Gaines Adams, a defensive lineman for the Chicago Bears who was an all-American at Clemson, died Sunday in South Carolina, the Bears said. He was 26.
The team said Adams died Sunday morning at Self Regional Hospital. He had gone into cardiac arrest about an hour before at his family's home in Greenwood, said Marcia Kelley-Clark, chief deputy coroner for Greenwood County.
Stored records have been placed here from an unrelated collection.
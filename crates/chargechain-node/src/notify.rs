//! Outbound SMS notifications for recorded charges.

use crate::constants::SMS_TIMEOUT_SECS;
use chargechain_core::Transaction;
use std::time::Duration;
use thiserror::Error;
use tracing::{debug, info};

#[derive(Debug, Error)]
pub(crate) enum NotificationError {
    #[error("SMS request failed: {0}")]
    Http(#[from] reqwest::Error),
    #[error("SMS provider rejected the message with status {status}: {body}")]
    Rejected { status: u16, body: String },
}

pub(crate) fn charge_message(tx: &Transaction) -> String {
    format!(
        "Blockchain charge: ${:.2} from {} to {}",
        tx.amount_usd, tx.from_number, tx.to_number
    )
}

/// Client for the Twilio Messages resource.
#[derive(Clone, Debug)]
pub(crate) struct TwilioNotifier {
    client: reqwest::Client,
    api_base: String,
    account_sid: String,
    auth_token: String,
    sender: Option<String>,
}

impl TwilioNotifier {
    pub(crate) fn new(
        api_base: &str,
        account_sid: String,
        auth_token: String,
        sender: Option<String>,
    ) -> anyhow::Result<Self> {
        let client = reqwest::Client::builder()
            .timeout(Duration::from_secs(SMS_TIMEOUT_SECS))
            .build()?;
        Ok(Self {
            client,
            api_base: api_base.trim_end_matches('/').to_string(),
            account_sid,
            auth_token,
            sender,
        })
    }

    fn messages_url(&self) -> String {
        format!("{}/Accounts/{}/Messages.json", self.api_base, self.account_sid)
    }

    async fn send(&self, from: &str, to: &str, body: &str) -> Result<(), NotificationError> {
        let res = self
            .client
            .post(self.messages_url())
            .basic_auth(&self.account_sid, Some(&self.auth_token))
            .form(&[("To", to), ("From", from), ("Body", body)])
            .send()
            .await?;
        let status = res.status();
        if !status.is_success() {
            let body = res.text().await.unwrap_or_default();
            return Err(NotificationError::Rejected {
                status: status.as_u16(),
                body,
            });
        }
        Ok(())
    }
}

#[derive(Clone, Debug)]
pub(crate) enum Notifier {
    Twilio(TwilioNotifier),
    Disabled,
}

impl Notifier {
    /// Twilio when both credentials are present, disabled otherwise.
    pub(crate) fn from_credentials(
        api_base: &str,
        account_sid: Option<String>,
        auth_token: Option<String>,
        sender: Option<String>,
    ) -> anyhow::Result<Self> {
        match (account_sid, auth_token) {
            (Some(sid), Some(token)) if !sid.is_empty() && !token.is_empty() => Ok(
                Notifier::Twilio(TwilioNotifier::new(api_base, sid, token, sender)?),
            ),
            _ => Ok(Notifier::Disabled),
        }
    }

    pub(crate) fn is_enabled(&self) -> bool {
        matches!(self, Notifier::Twilio(_))
    }

    /// Texts the recipient about `tx`. The sender is the configured number, or
    /// the payer's number when none is configured.
    pub(crate) async fn notify_charge(&self, tx: &Transaction) -> Result<(), NotificationError> {
        let body = charge_message(tx);
        match self {
            Notifier::Twilio(twilio) => {
                let from = twilio.sender.as_deref().unwrap_or(tx.from_number.as_str());
                twilio.send(from, &tx.to_number, &body).await?;
                info!(to = %tx.to_number, "SMS sent");
            }
            Notifier::Disabled => debug!(%body, "notifications disabled; not sending"),
        }
        Ok(())
    }
}

#[cfg(test)]
mod tests {
    use super::*;
    use axum::{
        extract::{Path, State},
        http::{header::AUTHORIZATION, HeaderMap, StatusCode},
        routing::post,
        Form, Router,
    };
    use serde::Deserialize;
    use std::sync::Arc;
    use tokio::sync::Mutex;

    #[derive(Debug, Deserialize)]
    struct SmsForm {
        #[serde(rename = "To")]
        to: String,
        #[serde(rename = "From")]
        from: String,
        #[serde(rename = "Body")]
        body: String,
    }

    #[derive(Debug)]
    struct SeenRequest {
        sid: String,
        authorization: Option<String>,
        form: SmsForm,
    }

    type Seen = Arc<Mutex<Vec<SeenRequest>>>;

    async fn fake_messages(
        State((seen, status)): State<(Seen, StatusCode)>,
        Path(sid): Path<String>,
        headers: HeaderMap,
        Form(form): Form<SmsForm>,
    ) -> (StatusCode, &'static str) {
        let authorization = headers
            .get(AUTHORIZATION)
            .and_then(|v| v.to_str().ok())
            .map(str::to_string);
        seen.lock().await.push(SeenRequest {
            sid,
            authorization,
            form,
        });
        (status, "{}")
    }

    async fn spawn_provider(status: StatusCode) -> (String, Seen) {
        let seen: Seen = Arc::default();
        let app = Router::new()
            .route("/Accounts/{sid}/Messages.json", post(fake_messages))
            .with_state((seen.clone(), status));
        let listener = tokio::net::TcpListener::bind("127.0.0.1:0").await.unwrap();
        let addr = listener.local_addr().unwrap();
        tokio::spawn(async move {
            axum::serve(listener, app).await.unwrap();
        });
        (format!("http://{addr}"), seen)
    }

    fn tx() -> Transaction {
        Transaction {
            from_number: "+1000".to_string(),
            to_number: "+2000".to_string(),
            amount_usd: 9.5,
            bytes: None,
            timestamp: 1,
        }
    }

    #[test]
    fn charge_message_example() {
        assert_eq!(
            charge_message(&tx()),
            "Blockchain charge: $9.50 from +1000 to +2000"
        );
    }

    #[test]
    fn missing_credentials_disable_notifier() -> anyhow::Result<()> {
        let base = "http://localhost";
        assert!(!Notifier::from_credentials(base, None, None, None)?.is_enabled());
        assert!(!Notifier::from_credentials(base, Some("AC1".into()), None, None)?.is_enabled());
        assert!(
            !Notifier::from_credentials(base, Some("".into()), Some("t".into()), None)?.is_enabled()
        );
        assert!(
            Notifier::from_credentials(base, Some("AC1".into()), Some("t".into()), None)?
                .is_enabled()
        );
        Ok(())
    }

    #[test]
    fn messages_url_example() -> anyhow::Result<()> {
        let twilio = TwilioNotifier::new(
            "https://api.twilio.com/2010-04-01/",
            "AC123".into(),
            "secret".into(),
            None,
        )?;
        assert_eq!(
            twilio.messages_url(),
            "https://api.twilio.com/2010-04-01/Accounts/AC123/Messages.json"
        );
        Ok(())
    }

    #[tokio::test]
    async fn disabled_notifier_succeeds_without_sending() {
        assert!(Notifier::Disabled.notify_charge(&tx()).await.is_ok());
    }

    #[tokio::test]
    async fn twilio_notifier_posts_form_with_basic_auth() -> anyhow::Result<()> {
        let (base, seen) = spawn_provider(StatusCode::CREATED).await;
        let notifier =
            Notifier::from_credentials(&base, Some("AC123".into()), Some("secret".into()), None)?;

        notifier.notify_charge(&tx()).await?;

        let seen = seen.lock().await;
        assert_eq!(seen.len(), 1);
        assert_eq!(seen[0].sid, "AC123");
        assert_eq!(
            seen[0].authorization.as_deref(),
            Some("Basic QUMxMjM6c2VjcmV0")
        );
        assert_eq!(seen[0].form.to, "+2000");
        assert_eq!(seen[0].form.from, "+1000");
        assert_eq!(
            seen[0].form.body,
            "Blockchain charge: $9.50 from +1000 to +2000"
        );
        Ok(())
    }

    #[tokio::test]
    async fn twilio_notifier_uses_configured_sender() -> anyhow::Result<()> {
        let (base, seen) = spawn_provider(StatusCode::CREATED).await;
        let notifier = Notifier::from_credentials(
            &base,
            Some("AC123".into()),
            Some("secret".into()),
            Some("+15550001111".into()),
        )?;
        notifier.notify_charge(&tx()).await?;
        assert_eq!(seen.lock().await[0].form.from, "+15550001111");
        Ok(())
    }

    #[tokio::test]
    async fn twilio_rejection_is_reported() -> anyhow::Result<()> {
        let (base, _seen) = spawn_provider(StatusCode::BAD_REQUEST).await;
        let notifier =
            Notifier::from_credentials(&base, Some("AC123".into()), Some("secret".into()), None)?;
        let err = notifier.notify_charge(&tx()).await.unwrap_err();
        assert!(matches!(err, NotificationError::Rejected { status: 400, .. }));
        Ok(())
    }

    #[tokio::test]
    async fn unreachable_provider_is_reported() -> anyhow::Result<()> {
        let notifier = Notifier::from_credentials(
            "http://127.0.0.1:1",
            Some("AC123".into()),
            Some("secret".into()),
            None,
        )?;
        let err = notifier.notify_charge(&tx()).await.unwrap_err();
        assert!(matches!(err, NotificationError::Http(_)));
        Ok(())
    }
}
An autopsy conducted Sunday showed Adams had an enlarged heart, Kelley-Clark said. She said the condition can often lead to a heart attack, though Adams' relatives didn't know of any problems.
"Nobody was aware of any kind of medical condition," Kelley-Clark said.
Toxicology tests are being run by the State Law Enforcement Division, though drug use was not suspected as a factor in Adams' death. However, those results probably will not be available for at least two months, Kelley-Clark said.
The six-foot-five, 258-pound defensive end was well-known among Clemson fans for breaking up Wake Forest's field goal try and returning it for a touchdown in 2006 to defeat the Demon Deacons.
Tommy Bowden, who was Adams' head coach at Clemson, said he couldn't believe the young player was gone.
"I just couldn't believe it was Gaines," Bowden said. "I will always remember the smile he had on his face and I will always remember his patience."
Adams was selected fourth overall in the 2007 NFL draft by Tampa Bay, but was traded to the Chicago Bears in October 2009 for a second-round pick in the 2010 draft. He had not been able to live up to expectations that he would revive the Buccaneers' once-feared pass rush, having just 17 tackles and one sack in 15 games this season.
Adams fell short of the benchmark set by Buccaneers coach Raheem Morris, who said at the start of training camp that Adams would be considered a "bust" if he didn't reach double digits in sacks.
Adams said during training camp that he welcomed the challenge posed by Morris, who also called out the third-year pro after Adams began the season with lacklustre performances in the first three games.
"In football you need that. Players tend to get in their own element and do things that they want to do. They need to be called out sometimes. He's the coach. Whatever he says, goes," Adams said in early August.
With the Bears, Adams played brief stints on defence. He made five tackles.
Bears linebacker Brian Urlacher told the Chicago Tribune that Adams' death was "crazy."
"I didn't know him that well because he came in during the middle of the season," Urlacher said. "But I did know him. I still saw him every day when I went into work. It's just weird.
"I had a teammate die when I was in college. You just don't know how to handle it. It's just sad, man. It's a bad deal."